Re: pseudo-specs for a String class: tokenization

From: Amos Jeffries <squid3_at_treenet.co.nz>
Date: Mon, 08 Sep 2008 23:52:57 +1200

Alex Rousskov wrote:
> On Fri, 2008-09-05 at 17:47 +0200, Kinkie wrote:
>> On Fri, Sep 5, 2008 at 5:02 PM, Alex Rousskov
>> <rousskov_at_measurement-factory.com> wrote:
>>> On Fri, 2008-09-05 at 10:19 +0200, Kinkie wrote:
>>>> On Fri, Sep 5, 2008 at 4:43 AM, Alex Rousskov
>>>> <rousskov_at_measurement-factory.com> wrote:
>>>>> Just like String, the iterator interface is pretty standard. For our
>>>>> Tokenizer, we can simplify it a little unless others think that
>>>>> compatibility with standard library algorithms is worth the trouble.
>>>>> Here is a sketch:
>>>>>
>>>>> class Tokenizer {
>>>>> public:
>>>>> Tokenizer(); // immediately atEnd
>>>> I'd avoid the default constructor entirely.
>>> Bad idea. The default constructor does not hurt in this case. It does
>>> help when you want another method to initialize the tokenizer or when
>>> you want to reset the already initialized tokenizer.
>> A tokenizer only has meaning when attached to a KBuf (String,
>> whatever), that's what I ment by not having a constructor without an
>> attached KBuf.
>
>>From practical point of view, you may not have the right string to
> "attach" to at the time of construction and attaching to the wrong
> string is worse than meaningless.
>
>>From design point of view, a basic tokenizer that is atEnd() with or
> without the attached buffer is perfectly fine and meaningful because you
> cannot do much with atEnd tokenizer.
>
> As we add more bells and whistles to the Tokenizer class, the meaning of
> some methods may indeed become vague for unattached tokenizer. For
> example, what should the originalString() or source() method return if
> we have one?

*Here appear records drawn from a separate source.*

//! Pacing between rounds.

use core::time::Duration;

/// Decides what happens during the pause after each round.
pub trait Pacer {
    /// Called once after every round with the configured delay.
    fn pause(&mut self, delay: Duration);
}

/// Skips every pause.
#[derive(Debug, Clone, Copy, Default)]
pub struct NoPause;

impl Pacer for NoPause {
    fn pause(&mut self, _delay: Duration) {}
}

/// Blocks the current thread for the full delay.
#[cfg(feature = "std")]
#[cfg_attr(docsrs, doc(cfg(feature = "std")))]
#[derive(Debug, Clone, Copy, Default)]
pub struct Sleep;

#[cfg(feature = "std")]
impl Pacer for Sleep {
    fn pause(&mut self, delay: Duration) {
        if !delay.is_zero() {
            std::thread::sleep(delay);
        }
    }
}

impl<P: Pacer + ?Sized> Pacer for &mut P {
    fn pause(&mut self, delay: Duration) {
        (**self).pause(delay);
    }
}
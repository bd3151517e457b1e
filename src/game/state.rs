//! Game state types.

/// Game state.
#[derive(Debug, Clone, Copy, PartialEq, Eq)]
pub enum GameState {
    /// The deck can still deal every player a full hand.
    HasMoreRounds,
    /// Too few cards remain for another round.
    NoMoreRounds,
}
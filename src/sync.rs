#[cfg(feature = "std")]
#[derive(Debug)]
pub struct Mutex<T>(std::sync::Mutex<T>);

#[cfg(feature = "std")]
impl<T> Mutex<T> {
    pub const fn new(value: T) -> Self {
        Self(std::sync::Mutex::new(value))
    }

    pub fn lock(&self) -> std::sync::MutexGuard<'_, T> {
        self.0
            .lock()
            .unwrap_or_else(std::sync::PoisonError::into_inner)
    }
}

#[cfg(all(not(feature = "std"), feature = "alloc"))]
pub use spin::Mutex;
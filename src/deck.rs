//! The shared deck.

use alloc::vec::Vec;

use rand::{Rng, SeedableRng};
use rand_chacha::ChaCha8Rng;

use crate::card::{Card, DECK_SIZE, MAX_RANK, MIN_RANK, Suit};
use crate::error::DrawError;

/// Number of random swaps performed by [`Deck::shuffle`].
pub const SHUFFLE_SWAPS: usize = 200;

/// An ordered pile of cards. The top of the deck is the end of the pile.
///
/// The deck only ever shrinks: drawn cards are never put back.
#[derive(Debug, Clone, PartialEq, Eq)]
pub struct Deck {
    cards: Vec<Card>,
}

impl Deck {
    /// Creates a full, unshuffled 52-card deck.
    ///
    /// Cards are laid out rank by rank, each rank in the suit order of
    /// [`Suit::ALL`].
    #[must_use]
    pub fn new() -> Self {
        let mut cards = Vec::with_capacity(DECK_SIZE);

        for rank in MIN_RANK..=MAX_RANK {
            for suit in Suit::ALL {
                cards.push(Card::new(rank, suit));
            }
        }

        Self { cards }
    }

    /// Creates a full deck shuffled with a generator seeded from `seed`.
    #[must_use]
    pub fn shuffled(seed: u64) -> Self {
        let mut deck = Self::new();
        deck.shuffle(&mut ChaCha8Rng::seed_from_u64(seed));
        deck
    }

    /// Creates a deck holding exactly `cards`, the last one on top.
    #[must_use]
    pub const fn from_cards(cards: Vec<Card>) -> Self {
        Self { cards }
    }

    /// Shuffles the deck in place with [`SHUFFLE_SWAPS`] random swaps.
    ///
    /// Both positions of each swap are picked uniformly and independently,
    /// so a card can be swapped with itself or moved several times.
    pub fn shuffle<R: Rng + ?Sized>(&mut self, rng: &mut R) {
        let len = self.cards.len();
        if len < 2 {
            return;
        }

        for _ in 0..SHUFFLE_SWAPS {
            let i = rng.random_range(0..len);
            let j = rng.random_range(0..len);
            self.cards.swap(i, j);
        }
    }

    /// Removes and returns the top `n` cards.
    ///
    /// The first card returned is the one that was on top.
    ///
    /// # Errors
    ///
    /// Returns [`DrawError::NotEnoughCards`] if fewer than `n` cards remain.
    /// The deck is left untouched in that case.
    pub fn draw(&mut self, n: usize) -> Result<Vec<Card>, DrawError> {
        let remaining = self.cards.len();
        if n > remaining {
            return Err(DrawError::NotEnoughCards {
                requested: n,
                remaining,
            });
        }

        let mut drawn = self.cards.split_off(remaining - n);
        drawn.reverse();
        Ok(drawn)
    }

    /// Returns the remaining cards, bottom first.
    #[must_use]
    pub fn cards(&self) -> &[Card] {
        &self.cards
    }

    /// Returns the number of cards remaining.
    #[must_use]
    pub fn len(&self) -> usize {
        self.cards.len()
    }

    /// Returns whether the deck is empty.
    #[must_use]
    pub fn is_empty(&self) -> bool {
        self.cards.is_empty()
    }
}

impl Default for Deck {
    fn default() -> Self {
        Self::new()
    }
}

For simplicity sake, we can solve that problem by declaring
> that the default constructor has the same visible effect as the
> Tokenizer(String(), String()) constructor.
>
>>>> I'd rather add a version whcih takes the String but not the delimiters.
>>> I would recommend avoiding implicit conversions from String to anything
>>> and I doubt there is a reasonable set of default delimiters.
>> Why there would be an implicit conversion?
>
> Ask Amos -- he has suffered enough from it to give an entertaining
> answer :-). Or see the attached source file.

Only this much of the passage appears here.